Mark 8:34–36 34 And calling the crowd to him with his disciples, he said to them, “If anyone would come after me, let him deny himself and take up his cross and follow me. 35 For whoever would save his life will lose it, but whoever loses his life for my sake and the gospel’s will save it. 36 For what does it profit a man to gain the whole world and forfeit his soul?
Many claiming to be Christians identify with Jesus and the cross. Replicas of the cross are on church buildings, are seen in Christian decorations, are worn as jewelry, are tattooed on bodies, and are decals on vehicles just to name a few. The cross is the most common visual representation of Christianity. For some, this familiarity causes them to be desensitized to what the cross of Jesus represents.
The context that precedes this passage in Mark records the interaction of Jesus with His disciples when He lets them know of His redemptive plan. He must be rejected, killed, and rise again. Rejecting this information, Peter takes Jesus aside to rebuke Him for what is in his opinion a nonsensical idea. Jesus in turn boldly rebukes Peter in the disciple’s presence for his Satan-like opposition to God’s plan. Jesus tells Peter his mind is on the things of man and not the things of God.

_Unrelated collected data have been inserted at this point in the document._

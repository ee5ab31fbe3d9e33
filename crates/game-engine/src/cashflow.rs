use game_core::{
    validate_cash_flow_config, CashFlowConfig, CashFlowMove, CashFlowRound, MarketEvent, PayTerms,
    ValidationError,
};
use game_econ::{collection_lag_rounds, spike_revenue, supplier_payment};
use rand::Rng;
use rand_chacha::ChaCha8Rng;
use rust_decimal::Decimal;

use crate::Ruleset;

/// A booked sale waiting to convert to cash.
#[derive(Clone, Debug)]
struct Receivable {
    due_round: u32,
    amount: Decimal,
}

/// Working-capital drill: each round the player orders inventory, extends
/// customer credit, and schedules the supplier payment; random demand and
/// collection events perturb the books. The score is the cash position.
pub struct CashFlow {
    config: CashFlowConfig,
    cash: Decimal,
    inventory: u32,
    receivables: Vec<Receivable>,
    /// Supplier balance carried by a Delay, settled next round with the fee.
    payable: Decimal,
}

impl Ruleset for CashFlow {
    type Config = CashFlowConfig;
    type Decision = CashFlowMove;
    type Record = CashFlowRound;
    type Total = Decimal;

    fn start(config: CashFlowConfig) -> Result<Self, ValidationError> {
        validate_cash_flow_config(&config)?;
        Ok(CashFlow {
            cash: config.opening_cash,
            inventory: config.opening_inventory,
            receivables: Vec::new(),
            payable: Decimal::ZERO,
            config,
        })
    }

    fn seed(&self) -> Option<u64> {
        self.config.seed
    }

    fn rounds(&self) -> u32 {
        self.config.rounds
    }

    fn play(
        &mut self,
        round: u32,
        _history: &[CashFlowRound],
        decision: CashFlowMove,
        rng: &mut ChaCha8Rng,
    ) -> CashFlowRound {
        let opening = self.cash;

        // Receivables that have come due convert to cash.
        let mut collected = Decimal::ZERO;
        self.receivables.retain(|receivable| {
            if receivable.due_round <= round {
                collected += receivable.amount;
                false
            } else {
                true
            }
        });
        self.cash += collected;

        // A balance delayed last round settles now, late fee included.
        if self.payable > Decimal::ZERO {
            self.cash -= supplier_payment(self.payable, PayTerms::Delay);
            self.payable = Decimal::ZERO;
        }

        // This round's order.
        self.inventory += decision.order_units;
        let order = self.config.unit_cost * Decimal::from(decision.order_units);
        match decision.pay_terms {
            PayTerms::Delay => self.payable = order,
            terms => self.cash -= supplier_payment(order, terms),
        }

        // At most one market event per round: a demand spike moves stock at
        // list price into receivables, or collections slip a round.
        let roll = rng.gen_range(1..=100);
        let mut event = None;
        let mut units_sold = 0;
        if roll <= 20 {
            let (sold, revenue) = spike_revenue(self.inventory, self.config.unit_price);
            self.inventory -= sold;
            units_sold = sold;
            if sold > 0 {
                self.receivables.push(Receivable {
                    due_round: round + collection_lag_rounds(decision.credit_terms.days()),
                    amount: revenue,
                });
            }
            event = Some(MarketEvent::SalesSpike);
        } else if roll <= 30 {
            for receivable in &mut self.receivables {
                receivable.due_round += 1;
            }
            event = Some(MarketEvent::DelayedPayments);
        }

        CashFlowRound {
            round,
            decision,
            event,
            units_sold,
            cash_delta: self.cash - opening,
            closing_cash: self.cash,
        }
    }

    fn payoff(&self, record: &CashFlowRound) -> Decimal {
        record.cash_delta
    }
}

Immediately following this encounter, Jesus addresses the crowd just beyond His disciples and calls them all to hear His instructions. Here is where we gain insight from Jesus about the meaning of the cross. The crowd and the disciples know the cross is the feared instrument of Roman capital punishment. The cross represents agonizing death. The self-denial that characterizes followers of Jesus is typified as a necessary and agonizing death. Transferring from the reign of Satan, sin, and self to the reign of Jesus, righteousness, and His sovereign authority is not “easy as pie.” It is a redirection of living that is thorough and complete. The old man goes, and the new man in Christ comes.
Understandings and presentations of the gospel that don’t properly account for the cross of Jesus Christ and the cross that His redeemed take up are insufficient. People who maintain a self-centered and self-serving life, sprinkling it with misunderstandings of grace that are ineffectual are on eternally dangerous ground. Certainly, salvation is completely supplied by the work Jesus has done, but that work continues in the hearts of His redeemed, eternally separating them from their “old man” by death and uniting them with the “new man” through spiritual life in Christ. The symbolism of the cross is a graphic and vivid picture that children of God can no longer set their minds on the things of man. They must be set on the things of God. Taking up the cross is the symbol of finality, not fudging incrementalism.
There is nothing wrong with Christians identifying with the cross of Jesus and displaying replicas of the cross in various ways. But let us not become desensitized through familiarity with the symbol and forget the vivid and graphic reality of death to self and life with Christ.
“I have been crucified with Christ. It is no longer I who live, but Christ who lives in me. And the life I now live in the flesh I live by faith in the Son of God, who loved me and gave himself for me.” (Galatians 2:20) What is true for Paul is true for every follower of Jesus.
Lift high the cross to the glory of our Redeemer!